|
MEDIA
INDONESIA, 22 Juli 2013
MALALA Yousafzai namanya. Gadis
mungil asal Pakistan ini seolah sengaja diberi tugas khusus oleh Yang Khalik,
Tuhan Maha Pencipta, untuk memberikan pesan kepada siapa saja yang menggemari
kekerasan untuk menghentikan praktik-praktik kekerasan. Malala, yang kepalanya
pernah ditembak kelompok Taliban setahun silam, minggu lalu berbicara dalam International Youth Assembly di New
York, Amerika Serikat, sebuah forum untuk anak-anak muda yang diselenggarakan
PBB.
Dengan menggunakan pakaian pink dan kerudung warna senada,
Malala memberikan sambutannya laksana ilmuwan dan politikus berpengalaman. Dia
bahkan tak segan mengungkapkan rasa bangganya terhadap syal putih yang dia
kenakan, sebagai hadiah dan milik serta pernah digunakan mantan Perdana Menteri
Pakistan Benazir Bhutto yang dibunuh pada 2007, setelah kembali dari pengasingan.
Pesan Malala sangat to
the point, yaitu bagaimana caranya kita sesegera mungkin menghentikan
kekerasan, terutama terhadap anak-anak serta memberikan mereka kesempatan untuk
memperoleh pendidikan yang baik. Dengan bahasa yang lugas Malala berkata, ‘Dear friends, on October 9, 2012, the
Taliban shot me on the left side of my forehead. They shot my friends too. They
thought that the bullets would silence us. But they failed. And then, out of
that silence came, thousands of voices. The terrorists thought that they would
change our aims and stop our ambitions but nothing changed in my life except
this: Weakness, fear and hopelessness died. Strength, power and courage was born.’ ‘Mari
kita ambil buku dan pena kita. Itu adalah senjata kita yang paling kuat. Satu
anak, satu guru, satu pena dan satu buku bisa mengubah dunia. Pendidikan adalah
satu-satunya solusi,’ kata Yousafzai di Markas PBB, New York.
Jika anak sekecil Malala memiliki kepercayaan, kesadaran,
keinginan, dan cita-cita yang begitu kuat terhadap pendidikan, sesungguhnya ini
merupakan pesan yang amat kuat bahwa hanya pendidikan sajalah satu-satunya cara
dan alat agar dunia terhindar dari kekerasan yang berkepanjangan.
Praktik kekerasan
Fenomena kekerasan terhadap anak memang bukan dialami
Malala semata. Dalam konteks dan latar belakang yang berbeda, kekerasan yang
dialami anak-anak juga merambah masuk ke gedunggedung sekolah. Ada banyak kasus
bagaimana praktik kekerasan, dari skala yang paling kecil seperti perundungan (bullying) hingga yang paling besar
seperti penembakan Malala dan penembakan siswa lainnya di beberapa sekolah
Amerika, membuat kita harus memiliki cara yang jitu untuk mengatasi masalah
kekerasan ini, terutama dalam konteks sekolah dan pendidikan pada umumnya.
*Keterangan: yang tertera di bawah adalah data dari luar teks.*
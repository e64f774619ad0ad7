//! 单个媒体库到设备的同步计划

use super::device::DeviceTrackSet;
use super::error::SyncError;
use super::source::LibrarySource;
use super::track::{Playlist, Track};
use parking_lot::Mutex;
use serde::{Deserialize, Serialize};
use std::collections::HashSet;
use std::fmt;
use std::sync::Arc;
use tracing::{debug, info, warn};

/// 媒体库的同步范围
#[derive(Debug, Clone, PartialEq, Eq, Serialize, Deserialize)]
#[serde(rename_all = "snake_case")]
pub enum SyncScope {
    /// 不同步（手动管理）
    None,
    EntireLibrary,
    /// 只同步指定播放列表
    Playlist(String),
}

impl Default for SyncScope {
    fn default() -> Self {
        SyncScope::EntireLibrary
    }
}

/// 同步计划
#[derive(Debug, Clone, Default, PartialEq, Eq, Serialize)]
pub struct SyncPlan {
    pub to_add: Vec<Track>,
    pub to_remove: Vec<Track>,
}

impl SyncPlan {
    pub fn is_empty(&self) -> bool {
        self.to_add.is_empty() && self.to_remove.is_empty()
    }

    pub fn add_bytes(&self) -> u64 {
        self.to_add.iter().map(|t| t.size).sum()
    }

    pub fn remove_bytes(&self) -> u64 {
        self.to_remove.iter().map(|t| t.size).sum()
    }
}

/// 一次同步的结果统计
#[derive(Debug, Clone, Copy, Default, PartialEq, Eq, Serialize)]
pub struct SyncReport {
    pub added: usize,
    pub removed: usize,
    /// 空间不足跳过的曲目
    pub skipped: usize,
    pub failed: usize,
}

impl SyncReport {
    pub fn merge(&mut self, other: SyncReport) {
        self.added += other.added;
        self.removed += other.removed;
        self.skipped += other.skipped;
        self.failed += other.failed;
    }
}

/// 单个媒体库的同步器
pub struct DapLibrarySync {
    library: Arc<dyn LibrarySource>,
    scope: Mutex<SyncScope>,
    plan: Mutex<SyncPlan>,
}

impl DapLibrarySync {
    pub fn new(library: Arc<dyn LibrarySource>, scope: SyncScope) -> Self {
        Self {
            library,
            scope: Mutex::new(scope),
            plan: Mutex::new(SyncPlan::default()),
        }
    }

    pub fn library(&self) -> &Arc<dyn LibrarySource> {
        &self.library
    }

    pub fn scope(&self) -> SyncScope {
        self.scope.lock().clone()
    }

    pub fn set_scope(&self, scope: SyncScope) {
        debug!("媒体库 {} 同步范围: {:?}", self.library.name(), scope);
        *self.scope.lock() = scope;
    }

    pub fn is_enabled(&self) -> bool {
        *self.scope.lock() != SyncScope::None
    }

    /// 最近一次计算的计划
    pub fn plan(&self) -> SyncPlan {
        self.plan.lock().clone()
    }

    /// 当前范围内应在设备上的曲目（按同步键去重）
    pub fn desired_tracks(&self) -> Vec<Track> {
        let tracks = match self.scope() {
            SyncScope::None => Vec::new(),
            SyncScope::EntireLibrary => self.library.tracks(),
            SyncScope::Playlist(name) => match self.library.playlist_tracks(&name) {
                Some(tracks) => tracks,
                None => {
                    warn!(
                        "媒体库 {} 中未找到播放列表 {}，不同步任何曲目",
                        self.library.name(),
                        name
                    );
                    Vec::new()
                }
            },
        };

        let mut seen = HashSet::new();
        tracks
            .into_iter()
            .filter(|t| seen.insert(t.sync_key()))
            .collect()
    }

    /// 需要同步到设备的播放列表
    pub fn synced_playlists(&self) -> Vec<Playlist> {
        if !self.library.supports_playlists() {
            return Vec::new();
        }
        match self.scope() {
            SyncScope::None => Vec::new(),
            SyncScope::EntireLibrary => self.library.playlists(),
            SyncScope::Playlist(name) => self
                .library
                .playlists()
                .into_iter()
                .filter(|p| p.name == name)
                .collect(),
        }
    }

    /// 根据设备上的曲目计算同步计划
    pub fn calculate_sync(&self, device_tracks: &[Track]) -> SyncPlan {
        let plan = if self.is_enabled() {
            let desired = self.desired_tracks();
            let kind = self.library.media_kind();

            let on_device: HashSet<String> = device_tracks
                .iter()
                .filter(|t| t.media_kind == kind)
                .map(Track::sync_key)
                .collect();
            let wanted: HashSet<String> = desired.iter().map(Track::sync_key).collect();

            SyncPlan {
                to_add: desired
                    .into_iter()
                    .filter(|t| !on_device.contains(&t.sync_key()))
                    .collect(),
                to_remove: device_tracks
                    .iter()
                    .filter(|t| t.media_kind == kind && !wanted.contains(&t.sync_key()))
                    .cloned()
                    .collect(),
            }
        } else {
            SyncPlan::default()
        };

        debug!(
            "同步计划: library={}, 添加 {} 首 ({} bytes), 删除 {} 首",
            self.library.name(),
            plan.to_add.len(),
            plan.add_bytes(),
            plan.to_remove.len()
        );
        *self.plan.lock() = plan.clone();
        plan
    }

    /// 执行同步：先删除，再在空间允许时添加
    pub async fn sync(&self, device: &dyn DeviceTrackSet) -> Result<SyncReport, SyncError> {
        let device_tracks = device.tracks().await?;
        let plan = self.calculate_sync(&device_tracks);
        let mut report = SyncReport::default();
        if plan.is_empty() {
            return Ok(report);
        }

        for track in &plan.to_remove {
            match device.remove_track(track).await {
                Ok(()) => report.removed += 1,
                Err(e) => {
                    warn!("从设备删除曲目失败: {}, 错误: {}", track.title, e);
                    report.failed += 1;
                }
            }
        }

        let mut available = device.available_space().await?;
        for track in &plan.to_add {
            if track.size > available {
                warn!(
                    "设备空间不足，跳过曲目: {} (需要 {} bytes，剩余 {} bytes)",
                    track.title, track.size, available
                );
                report.skipped += 1;
                continue;
            }
            match device.add_track(track).await {
                Ok(()) => {
                    available -= track.size;
                    report.added += 1;
                }
                Err(e) => {
                    warn!("添加曲目到设备失败: {}, 错误: {}", track.title, e);
                    report.failed += 1;
                }
            }
        }

        info!(
            "媒体库 {} 同步完成: 添加 {}, 删除 {}, 跳过 {}, 失败 {}",
            self.library.name(),
            report.added,
            report.removed,
            report.skipped,
            report.failed
        );
        Ok(report)
    }
}

impl fmt::Debug for DapLibrarySync {
    fn fmt(&self, f: &mut fmt::Formatter<'_>) -> fmt::Result {
        f.debug_struct("DapLibrarySync")
            .field("library", &self.library.id())
            .field("scope", &self.scope())
            .finish()
    }
}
Michael J Furlong dalam Preventing
School Violence: A Plan for Safe and Engaging Schools (2005) memberikan
sedikitnya empat ilustrasi program yang memungkinkan sekolah dapat mencegah
munculnya aksi kekerasan dan radikalisme di lingkungan anak-anak sekolah.
Pertama, apa yang disebut dengan anger
coping program. Dengan menggunakan bantuan para konselor atau guru BK dan
orangtua, sekolah dapat membuat serial pelatihan tentang bagaimana cara
mengelola rasa marah ke dalam bentuk yang lebih positif.
Sekolah juga dapat meminta bantuan
para psikolog dari perguruan tinggi untuk memikirkan skema training jenis ini,
termasuk ketersediaan waktu bagi anak-anak.
Kedua, memasukkan pengertian dan pengetahuan tentang
jenis-jenis kekerasan ke dalam desain ajar yang relevan dengan situasi
psikologis siswa, terutama untuk dan dalam rangka memperkenalkan makna empati, problem solving dan mengelola amarah.
Kegiatan ini perlu didahului sebuah workshop
yang berkaitan dengan keterampilan guru dalam merancang desain pembelajaran
yang ramah dengan cara-cara nirkekerasan.
Ketiga, sekolah juga diharapkan berani mengambil keputusan
untuk membuat pelatihan tentang pengelolaan rasa marah dengan menggunakan
teknik role playing, modelling dan rewards terhadap anak, orangtua, dan
bahkan guru secara berkala, minimal dua kali dalam setahun. Jika mekanisme ini
berjalan, selebihnya akan menjadi tugas guru dan tim untuk mengevaluasi potensi
kekerasan yang mungkin muncul di kalangan siswa.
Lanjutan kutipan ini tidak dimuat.